Saved data entries
──────────
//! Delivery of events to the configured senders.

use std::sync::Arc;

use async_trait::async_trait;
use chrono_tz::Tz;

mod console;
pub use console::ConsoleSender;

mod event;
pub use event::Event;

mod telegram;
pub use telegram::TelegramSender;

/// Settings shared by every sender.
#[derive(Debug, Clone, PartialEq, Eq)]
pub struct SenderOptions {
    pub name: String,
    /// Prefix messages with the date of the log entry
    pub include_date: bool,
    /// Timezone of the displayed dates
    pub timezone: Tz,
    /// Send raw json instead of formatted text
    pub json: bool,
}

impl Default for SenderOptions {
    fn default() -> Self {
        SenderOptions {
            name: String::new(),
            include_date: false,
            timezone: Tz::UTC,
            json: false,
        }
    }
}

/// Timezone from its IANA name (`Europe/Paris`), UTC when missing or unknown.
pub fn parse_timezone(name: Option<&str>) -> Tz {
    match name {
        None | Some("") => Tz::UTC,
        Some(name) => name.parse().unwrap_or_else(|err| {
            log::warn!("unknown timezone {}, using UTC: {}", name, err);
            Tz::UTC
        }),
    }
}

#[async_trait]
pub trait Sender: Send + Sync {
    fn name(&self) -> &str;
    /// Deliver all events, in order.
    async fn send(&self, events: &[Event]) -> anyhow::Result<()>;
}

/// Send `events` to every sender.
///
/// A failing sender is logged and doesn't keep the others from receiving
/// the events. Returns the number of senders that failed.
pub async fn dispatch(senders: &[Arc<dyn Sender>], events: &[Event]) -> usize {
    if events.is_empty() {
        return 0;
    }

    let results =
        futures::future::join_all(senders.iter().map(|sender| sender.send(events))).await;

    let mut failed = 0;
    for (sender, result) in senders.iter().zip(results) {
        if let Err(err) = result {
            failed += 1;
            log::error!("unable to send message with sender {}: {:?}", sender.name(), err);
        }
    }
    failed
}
──────────
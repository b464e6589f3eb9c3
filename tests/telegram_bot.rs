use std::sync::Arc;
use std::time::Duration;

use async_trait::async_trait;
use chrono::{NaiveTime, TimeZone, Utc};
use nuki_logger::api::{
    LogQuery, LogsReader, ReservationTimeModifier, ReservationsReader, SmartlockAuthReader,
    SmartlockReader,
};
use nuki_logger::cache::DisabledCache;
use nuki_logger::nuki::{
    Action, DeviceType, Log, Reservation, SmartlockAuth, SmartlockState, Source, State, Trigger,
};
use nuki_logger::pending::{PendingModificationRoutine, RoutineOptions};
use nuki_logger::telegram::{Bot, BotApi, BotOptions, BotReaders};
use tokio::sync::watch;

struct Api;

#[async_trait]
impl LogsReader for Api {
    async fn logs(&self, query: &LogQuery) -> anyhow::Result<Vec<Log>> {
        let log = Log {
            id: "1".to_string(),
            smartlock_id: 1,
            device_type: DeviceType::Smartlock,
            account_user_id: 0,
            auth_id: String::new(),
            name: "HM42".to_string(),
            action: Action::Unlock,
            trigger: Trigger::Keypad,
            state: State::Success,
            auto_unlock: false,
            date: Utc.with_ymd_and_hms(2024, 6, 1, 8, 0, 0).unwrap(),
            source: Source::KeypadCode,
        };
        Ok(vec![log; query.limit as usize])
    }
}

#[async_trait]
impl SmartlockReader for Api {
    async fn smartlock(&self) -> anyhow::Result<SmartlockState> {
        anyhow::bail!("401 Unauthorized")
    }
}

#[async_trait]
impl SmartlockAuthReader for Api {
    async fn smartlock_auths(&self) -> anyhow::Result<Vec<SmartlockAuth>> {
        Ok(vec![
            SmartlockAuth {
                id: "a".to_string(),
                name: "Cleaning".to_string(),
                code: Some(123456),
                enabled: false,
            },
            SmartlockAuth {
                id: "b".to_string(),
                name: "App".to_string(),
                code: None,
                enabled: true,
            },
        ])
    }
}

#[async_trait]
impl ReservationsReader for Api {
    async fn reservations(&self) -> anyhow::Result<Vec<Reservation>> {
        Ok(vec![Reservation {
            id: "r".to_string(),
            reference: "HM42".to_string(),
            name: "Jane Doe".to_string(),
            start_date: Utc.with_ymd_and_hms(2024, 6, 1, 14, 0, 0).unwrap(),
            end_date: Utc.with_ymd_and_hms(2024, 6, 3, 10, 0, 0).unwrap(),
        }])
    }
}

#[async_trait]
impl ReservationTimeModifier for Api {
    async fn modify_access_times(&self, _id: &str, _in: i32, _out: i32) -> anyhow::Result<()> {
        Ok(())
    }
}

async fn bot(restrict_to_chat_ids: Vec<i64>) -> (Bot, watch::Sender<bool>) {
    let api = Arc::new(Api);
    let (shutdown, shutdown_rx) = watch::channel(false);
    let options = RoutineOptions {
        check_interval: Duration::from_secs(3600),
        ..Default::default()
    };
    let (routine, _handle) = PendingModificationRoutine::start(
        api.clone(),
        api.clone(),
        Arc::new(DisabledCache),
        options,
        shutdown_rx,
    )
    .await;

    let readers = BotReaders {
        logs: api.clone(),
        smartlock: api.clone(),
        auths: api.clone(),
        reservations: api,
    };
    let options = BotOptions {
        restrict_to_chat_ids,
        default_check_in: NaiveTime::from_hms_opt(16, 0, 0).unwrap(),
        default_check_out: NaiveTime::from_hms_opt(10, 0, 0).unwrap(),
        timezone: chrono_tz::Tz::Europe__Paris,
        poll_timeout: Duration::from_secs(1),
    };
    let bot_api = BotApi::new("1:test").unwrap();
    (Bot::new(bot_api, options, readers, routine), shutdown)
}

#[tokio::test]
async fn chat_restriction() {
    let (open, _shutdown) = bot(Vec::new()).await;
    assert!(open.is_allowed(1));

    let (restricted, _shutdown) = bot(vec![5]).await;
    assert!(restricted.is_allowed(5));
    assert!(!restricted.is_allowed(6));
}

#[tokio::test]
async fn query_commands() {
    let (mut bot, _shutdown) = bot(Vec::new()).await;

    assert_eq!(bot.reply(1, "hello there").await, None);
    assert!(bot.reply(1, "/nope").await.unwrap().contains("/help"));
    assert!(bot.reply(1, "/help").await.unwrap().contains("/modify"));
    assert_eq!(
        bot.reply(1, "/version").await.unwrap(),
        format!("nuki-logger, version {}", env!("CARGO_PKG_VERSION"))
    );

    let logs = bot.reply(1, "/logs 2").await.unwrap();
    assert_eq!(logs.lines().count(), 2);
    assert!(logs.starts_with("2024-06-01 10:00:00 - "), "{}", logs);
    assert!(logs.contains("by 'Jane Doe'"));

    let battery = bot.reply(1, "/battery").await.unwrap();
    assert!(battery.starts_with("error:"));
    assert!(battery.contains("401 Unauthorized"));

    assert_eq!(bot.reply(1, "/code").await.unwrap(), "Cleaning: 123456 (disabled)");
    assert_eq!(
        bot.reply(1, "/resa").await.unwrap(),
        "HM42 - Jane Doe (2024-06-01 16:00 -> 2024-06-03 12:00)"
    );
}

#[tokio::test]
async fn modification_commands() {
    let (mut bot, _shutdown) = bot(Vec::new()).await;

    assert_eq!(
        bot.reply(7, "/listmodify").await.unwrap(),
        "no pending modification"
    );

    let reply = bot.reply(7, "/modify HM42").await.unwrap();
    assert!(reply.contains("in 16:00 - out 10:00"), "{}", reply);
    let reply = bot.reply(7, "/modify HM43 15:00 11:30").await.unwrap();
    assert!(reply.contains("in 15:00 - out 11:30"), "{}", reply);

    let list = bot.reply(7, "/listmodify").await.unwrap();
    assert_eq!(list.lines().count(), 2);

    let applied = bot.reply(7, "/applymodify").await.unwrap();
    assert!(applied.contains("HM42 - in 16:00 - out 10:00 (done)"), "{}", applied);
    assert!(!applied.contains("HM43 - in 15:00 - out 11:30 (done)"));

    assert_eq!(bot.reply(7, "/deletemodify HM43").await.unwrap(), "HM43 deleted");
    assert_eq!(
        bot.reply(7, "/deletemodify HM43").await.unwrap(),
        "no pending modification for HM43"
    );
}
──────────
- **Problem**:
Would you please copy every line in the data that contains the word "NaiveTime"?

- **Answer section**:
use chrono::{NaiveTime, TimeZone, Utc};
        default_check_in: NaiveTime::from_hms_opt(16, 0, 0).unwrap(),
        default_check_out: NaiveTime::from_hms_opt(10, 0, 0).unwrap(),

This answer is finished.